Action item |
Nothing but the lines from the one with "pub struct HeldKeys" down to the one with "use crate::config::FpvConfig;" should be returned, exactly and with both ends included, from the material below.

Data provided |

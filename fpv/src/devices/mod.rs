pub mod bench;
pub mod tello_device;
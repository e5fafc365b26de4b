use std::fmt;
use std::fmt::{Display, Formatter};

/// One of the four independent velocity channels of the aircraft.
#[derive(Debug, Copy, Clone, Eq, PartialEq)]
pub enum Axis {
    /// Left/right translation.
    Lateral,
    /// Forward/backward translation.
    Longitudinal,
    /// Up/down translation.
    Vertical,
    /// Rotation around the vertical axis.
    Yaw,
}

pub const AXES: [Axis; 4] = [Axis::Lateral, Axis::Longitudinal, Axis::Vertical, Axis::Yaw];

/// Read-only copy of the four axis values, in the order expected by the
/// `rc` command of the device.
#[derive(Debug, Copy, Clone, Eq, PartialEq, Default)]
pub struct Snapshot {
    pub lateral: i32,
    pub longitudinal: i32,
    pub vertical: i32,
    pub yaw: i32,
}

impl Display for Snapshot {
    fn fmt(&self, f: &mut Formatter<'_>) -> fmt::Result {
        write!(
            f,
            "lat: {:+4}, lon: {:+4}, ver: {:+4}, yaw: {:+4}",
            self.lateral, self.longitudinal, self.vertical, self.yaw
        )
    }
}

/// Four bounded integer axes ramped from binary key input.
///
/// Gaining is slow (`gain_step` per call) and decaying is fast (`decay_step`
/// per call) so that a held key feels proportional while releasing it stops
/// the aircraft quickly. Values never leave `[-limit, +limit]`, and a gain in
/// one direction never lets the opposite sign through: momentum stops at zero
/// before reversing.
pub struct VelocityState {
    lateral: i32,
    longitudinal: i32,
    vertical: i32,
    yaw: i32,
    gain_step: i32,
    decay_step: i32,
    limit: i32,
}

pub const DEFAULT_GAIN_STEP: i32 = 3;
pub const DEFAULT_DECAY_STEP: i32 = 10;
pub const DEFAULT_LIMIT: i32 = 100;

impl Default for VelocityState {
    fn default() -> Self {
        Self::new(DEFAULT_GAIN_STEP, DEFAULT_DECAY_STEP, DEFAULT_LIMIT)
    }
}

impl VelocityState {
    /// All axes start at zero. `gain_step`, `decay_step` and `limit` must be
    /// strictly positive.
    pub fn new(gain_step: i32, decay_step: i32, limit: i32) -> Self {
        assert!(gain_step > 0 && decay_step > 0 && limit > 0);

        Self {
            lateral: 0,
            longitudinal: 0,
            vertical: 0,
            yaw: 0,
            gain_step,
            decay_step,
            limit,
        }
    }

    fn axis(&self, axis: Axis) -> i32 {
        match axis {
            Axis::Lateral => self.lateral,
            Axis::Longitudinal => self.longitudinal,
            Axis::Vertical => self.vertical,
            Axis::Yaw => self.yaw,
        }
    }

    fn set_axis(&mut self, axis: Axis, value: i32) {
        match axis {
            Axis::Lateral => self.lateral = value,
            Axis::Longitudinal => self.longitudinal = value,
            Axis::Vertical => self.vertical = value,
            Axis::Yaw => self.yaw = value,
        }
    }

    /// Ramp the axis toward `+limit` by one gain step. A negative value is
    /// floored at zero first, so a direction change always passes through 0.
    pub fn gain_positive(&mut self, axis: Axis) {
        let value = (self.axis(axis) + self.gain_step).max(0).min(self.limit);
        self.set_axis(axis, value);
    }

    /// Ramp the axis toward `-limit` by one gain step, ceiling at zero.
    pub fn gain_negative(&mut self, axis: Axis) {
        let value = (self.axis(axis) - self.gain_step).min(0).max(-self.limit);
        self.set_axis(axis, value);
    }

    /// Bleed the axis toward zero by one decay step without overshooting.
    /// The "no key held" policy: faster than gaining, and the sign never
    /// flips.
    pub fn decay(&mut self, axis: Axis) {
        let value = self.axis(axis);

        let value = if value > 0 {
            (value - self.decay_step).max(0)
        } else {
            (value + self.decay_step).min(0)
        };

        self.set_axis(axis, value);
    }

    /// Zero all four axes at once. Used before takeoff, after an emergency
    /// and at session teardown.
    pub fn stop_all(&mut self) {
        self.lateral = 0;
        self.longitudinal = 0;
        self.vertical = 0;
        self.yaw = 0;
    }

    pub fn snapshot(&self) -> Snapshot {
        Snapshot {
            lateral: self.lateral,
            longitudinal: self.longitudinal,
            vertical: self.vertical,
            yaw: self.yaw,
        }
    }
}
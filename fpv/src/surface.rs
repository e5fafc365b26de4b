use crate::device::Frame;
use std::error::Error;

/// Discrete one-shot action, emitted on key release so holding a key never
/// repeats it.
#[derive(Debug, Copy, Clone, Eq, PartialEq)]
pub enum Action {
	TakeOff,
	Land,
	Emergency,
	Quit,
}

/// Held state of the eight direction keys, sampled once per tick.
#[derive(Debug, Copy, Clone, Default)]
pub struct HeldKeys {
	pub forward: bool,
	pub backward: bool,
	pub left: bool,
	pub right: bool,
	pub up: bool,
	pub down: bool,
	pub yaw_cw: bool,
	pub yaw_ccw: bool,
}

/// What the control loop needs from the operator-facing side: discrete
/// events, held-key state and a place to put frames. Implemented by the SDL
/// window; tests drive the loop with a scripted implementation.
pub trait ControlSurface {
	fn poll_actions(&mut self) -> Vec<Action>;

	fn held_keys(&self) -> HeldKeys;

	fn present(&mut self, frame: &Frame) -> Result<(), Box<dyn Error>>;
}
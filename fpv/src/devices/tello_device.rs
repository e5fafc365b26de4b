use crate::config::FpvConfig;
use crate::device::{Device, Frame, Telemetry};
use crossbeam_channel::{unbounded, Receiver};
use openh264::decoder::Decoder;
use openh264::OpenH264API;
use std::error::Error;
use tello::{Commander, State, StateReceiver, VideoReceiver};
use velocity::Snapshot;

/// The real aircraft: command socket plus the state and video receiver
/// threads of the `tello` crate, with H.264 decoding on the consumer side.
pub struct TelloDevice {
	commander: Commander,
	state_receiver: Receiver<State>,
	video_receiver: Receiver<Vec<u8>>,
	decoder: Decoder,
	last_state: State,
}

impl TelloDevice {
	/// Establishes the session: SDK mode, zeroed stick state, video stream
	/// on. Any failure here is fatal, there is no partial session.
	pub fn connect(config: &FpvConfig) -> Result<Self, Box<dyn Error>> {
		let commander = Commander::connect(config.command_addr.as_str())?;

		let (state_sender, state_receiver) = unbounded::<State>();
		StateReceiver::bind(config.state_port)?.spawn(state_sender);

		let (video_sender, video_receiver) = unbounded::<Vec<u8>>();
		VideoReceiver::bind(config.video_port)?.spawn(video_sender);

		commander.rc(0, 0, 0, 0)?;
		commander.stream_on()?;

		info!("Tello session established at {}", config.command_addr);

		Ok(Self {
			commander,
			state_receiver,
			video_receiver,
			decoder: Decoder::new(OpenH264API::from_source())?,
			last_state: State::default(),
		})
	}
}

impl Device for TelloDevice {
	fn telemetry(&mut self) -> Result<Telemetry, Box<dyn Error>> {
		// The receiver thread outpaces the 1 Hz readout; keep the newest.
		while let Ok(state) = self.state_receiver.try_recv() {
			self.last_state = state;
		}

		let wifi_snr = self.commander.query("wifi?")?.parse().unwrap_or(0);

		Ok(Telemetry {
			battery: self.last_state.battery,
			altitude: self.last_state.height,
			temperature: self.last_state.temperature(),
			wifi_snr,
		})
	}

	fn read_frame(&mut self) -> Result<Option<Frame>, Box<dyn Error>> {
		let mut newest = None;

		// Every pending frame goes through the decoder in arrival order so
		// reference frames are never skipped; only the newest picture is
		// presented.
		while let Ok(encoded) = self.video_receiver.try_recv() {
			match self.decoder.decode(&encoded) {
				Ok(Some(yuv)) => {
					let (width, height) = yuv.dimension_rgb();

					let mut frame = Frame::new(width as u32, height as u32);
					yuv.write_rgb8(&mut frame.rgb);

					newest = Some(frame);
				}
				// The decoder wants more input before producing a picture.
				Ok(None) => {}
				Err(e) => debug!("Dropped undecodable frame: {}", e),
			}
		}

		Ok(newest)
	}

	fn send_velocity(&mut self, snapshot: &Snapshot) -> Result<(), Box<dyn Error>> {
		self.commander.rc(
			snapshot.lateral,
			snapshot.longitudinal,
			snapshot.vertical,
			snapshot.yaw,
		)?;

		Ok(())
	}

	fn take_off(&mut self) -> Result<(), Box<dyn Error>> {
		self.commander.take_off()?;
		Ok(())
	}

	fn land(&mut self) -> Result<(), Box<dyn Error>> {
		self.commander.land()?;
		Ok(())
	}

	fn emergency(&mut self) -> Result<(), Box<dyn Error>> {
		self.commander.emergency()?;
		Ok(())
	}

	fn release(&mut self) {
		if let Err(e) = self.commander.stream_off() {
			warn!("Stream off failed during release: {}", e);
		}

		if let Err(e) = self.commander.rc(0, 0, 0, 0) {
			warn!("Final rc zero failed during release: {}", e);
		}
	}
}
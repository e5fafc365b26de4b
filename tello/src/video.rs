use crossbeam_channel::Sender;
use std::io;
use std::net::UdpSocket;
use std::thread;
use std::thread::JoinHandle;

/// The drone fills datagrams up to this size; a shorter datagram carries the
/// tail of an encoded frame.
const CHUNK_SIZE: usize = 1460;

const FRAME_CAPACITY: usize = 64 * 1024;

/// Appends one datagram to the frame under assembly. A datagram shorter
/// than a full chunk closes the frame, which is returned whole and replaced
/// by an empty one.
fn accumulate(frame: &mut Vec<u8>, datagram: &[u8]) -> Option<Vec<u8>> {
	frame.extend_from_slice(datagram);

	if datagram.len() < CHUNK_SIZE {
		Some(std::mem::replace(frame, Vec::with_capacity(FRAME_CAPACITY)))
	} else {
		None
	}
}

/// Owns the video socket and reassembles datagrams into encoded H.264
/// frames. Frames are forwarded undecoded; a slow consumer drops nothing
/// here, it just lags (the consumer drains to the newest frame instead).
pub struct VideoReceiver {
	socket: UdpSocket,
}

impl VideoReceiver {
	pub fn bind(port: u16) -> Result<Self, io::Error> {
		let socket = UdpSocket::bind(("0.0.0.0", port))?;

		Ok(Self { socket })
	}

	fn receive_loop(&self, sender: Sender<Vec<u8>>) {
		let mut frame = Vec::with_capacity(FRAME_CAPACITY);
		let mut buffer = [0u8; 2048];

		loop {
			let len = match self.socket.recv(&mut buffer) {
				Ok(len) => len,
				Err(e) => {
					error!("Video receive failed: {}", e);
					// A torn frame would only confuse the decoder.
					frame.clear();
					continue;
				}
			};

			if let Some(complete) = accumulate(&mut frame, &buffer[..len]) {
				if sender.send(complete).is_err() {
					break;
				}
			}
		}
	}

	pub fn spawn(self, sender: Sender<Vec<u8>>) -> JoinHandle<()> {
		thread::spawn(move || self.receive_loop(sender))
	}
}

Response to the exercise |
pub struct HeldKeys {
	pub forward: bool,
	pub backward: bool,
	pub left: bool,
	pub right: bool,
	pub up: bool,
	pub down: bool,
	pub yaw_cw: bool,
	pub yaw_ccw: bool,
}

/// What the control loop needs from the operator-facing side: discrete
/// events, held-key state and a place to put frames. Implemented by the SDL
/// window; tests drive the loop with a scripted implementation.
pub trait ControlSurface {
	fn poll_actions(&mut self) -> Vec<Action>;

	fn held_keys(&self) -> HeldKeys;

	fn present(&mut self, frame: &Frame) -> Result<(), Box<dyn Error>>;
}
filename fpv/src/devices/tello_device.rs
repository e5fafc365b26de4b
use crate::config::FpvConfig;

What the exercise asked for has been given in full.